Les parias : l'Islande, pas vraiment le pays de la joie

Ah l'Islande, sa nature, ses volcans, ses aurores boréales... et sa société tellement mutique, si cadenassée par les a priori, les réflexes antiques. On ne peut pas reprocher à Arnaldur Indridason d'enjoliver les moeurs de ses compatriotes, d'en faire de joyeux vikings accueillants. L'auteur n'est ainsi pas près de remporter la médaille de l'office du tourisme islandais. En revanche, il pourrait bien être le meilleur chroniqueur de l'île.
Dans un schéma classique pour lui, Les parias s'ouvre sur une découverte qui renvoie au passé. Pas si lointain puisqu'il s'agit des années 50, 60 mais c'est vrai qu'Indridason fouille les archives islandaises à la lumière des années 2000, comme si la glace livrait petit à petit les faits les plus dégueulasses que toute la population voudrait oublier. Cet objet retrouvé c'est un Luger de l'armée allemande. Le pistolet est apporté au commissariat par une veuve qui déménage et qui ne comprend ce que son mari, non violent, pouvait fabriquer avec une arme. Konrad, inspecteur retraité, est alerté quand la Scientifique découvre qu'il s'agit d'un pistolet impliqué dans le meurtre non élucidé d'un jeune homme... en 1955. Ici, il faut se souvenir qu'il y a si peu, ou il y avait si peu, de violence, dans ce pays, que le moindre meurtre, assassinat, prend une ampleur inimaginable. Konrad se remémore donc parfaitement cette affaire, comme il se souvient que son père, petit malfrat violent et téteur de goulots, lui avait, un soir, montré, un calibre du même genre. Il fait froid, il gèle, c'est même la tempête et comme si cela ne suffisait pas, le vieux policier doit jongler avec un médecin emprisonné pour pédophilie.
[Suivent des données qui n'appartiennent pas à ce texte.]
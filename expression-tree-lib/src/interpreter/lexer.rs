use crate::interpreter::error::ExpressionError;
use crate::interpreter::token::{Token, SYMBOLS};
use anyhow::Result;
use log::trace;

/// Splits an infix expression into its tokens.
///
/// Whitespace is skipped, each of `+ - * / ^ ( )` becomes its own token and every maximal
/// run of decimal digits becomes one operand token.
///
/// # Arguments
///
/// * `expression`: The text of the expression.
///
/// returns: The tokens in the order they appear, or an error naming the first character
/// that is neither whitespace, a digit nor an operator.
///
/// # Examples
///
/// ```
/// use expression_tree::interpreter::lexer::tokenize;
/// use expression_tree::interpreter::token::Token;
/// # use anyhow::Result;
///
/// # fn main() -> Result<()> {
/// let tokens = tokenize("12 + 3")?;
/// assert_eq!(tokens, vec![Token::Operand("12".into()), Token::Plus, Token::Operand("3".into())]);
/// # Ok::<(), anyhow::Error>(()) }
/// ```
pub fn tokenize(expression: &str) -> Result<Vec<Token>> {
    let mut tokens: Vec<Token> = Vec::new();
    let mut characters = expression.char_indices().enumerate().peekable();

    while let Some((position, (start, character))) = characters.next() {
        if character.is_whitespace() {
            continue;
        }
        if SYMBOLS.contains(&character) {
            tokens.push(character.to_string().parse::<Token>()?);
            continue;
        }
        if !character.is_ascii_digit() {
            return Err(ExpressionError::UnexpectedCharacter {
                character,
                position,
            }
            .into());
        }

        let mut end = start + character.len_utf8();
        while let Some((_, (index, digit))) =
            characters.next_if(|(_, (_, next))| next.is_ascii_digit())
        {
            end = index + digit.len_utf8();
        }
        tokens.push(Token::Operand(expression[start..end].to_string()));
    }

    trace!("Tokenized {:?} into {:?}", expression, tokens);
    Ok(tokens)
}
Arnaldur Indridason est donc le dernier représentant de la glorieuse vague de polars scandinaves. Celle incarnée par Sjowall et Wahloo ou Henning Mankell. Pas les Camilla Lackberg et consorts, adeptes d'un thriller répétitif et un peu vain. Non, un polar classique avec toute sa dimension sociale. Et son rythme. Parce qu'il ne faut pas espérer de grandes fusillades, des poursuites en pick up, des cultures de marijuana. Non, quand on vit autour de la latitude 66°34°N, on ne se précipite pas, les heures et les minutes sont différentes. C'est ce qui tient, hélas, éloigné nombre de lecteurs de romans noirs du polar scandinave. Pourtant Indridason, en abordant ici le thème de l'homosexualité dans l'après-guerre, dresse le portrait saisissant d'une ville de Reyjkjavik entre bidonvilles, crapules et harcèlement. On est loin de la lecture feelgood, c'est sombre, parfois même déprimant, confrontant le lecteur à la déchéance, le malheur, dans un pays si loin du soleil. Il y a même une scène, sommet de masochisme, où Konrad se rend dans un Ehpad : " tandis qu'ils discutaient, des vieillards allaient et venaient dans les couloirs et les salles de la maison de retraite sans que personne se soucie d'eux. Ils buvaient leur café, jouaient aux cartes, le regard parfois perdu dans le vide. Konrad se demandait s'il finirait sa vie dans un endroit de ce genre, à avancer à petits pas vers la mort en s'aidant d'un déambulateur. " Même un dîner avec Elisabeth Borne serait plus joyeux. Et pourtant, c'est une claque.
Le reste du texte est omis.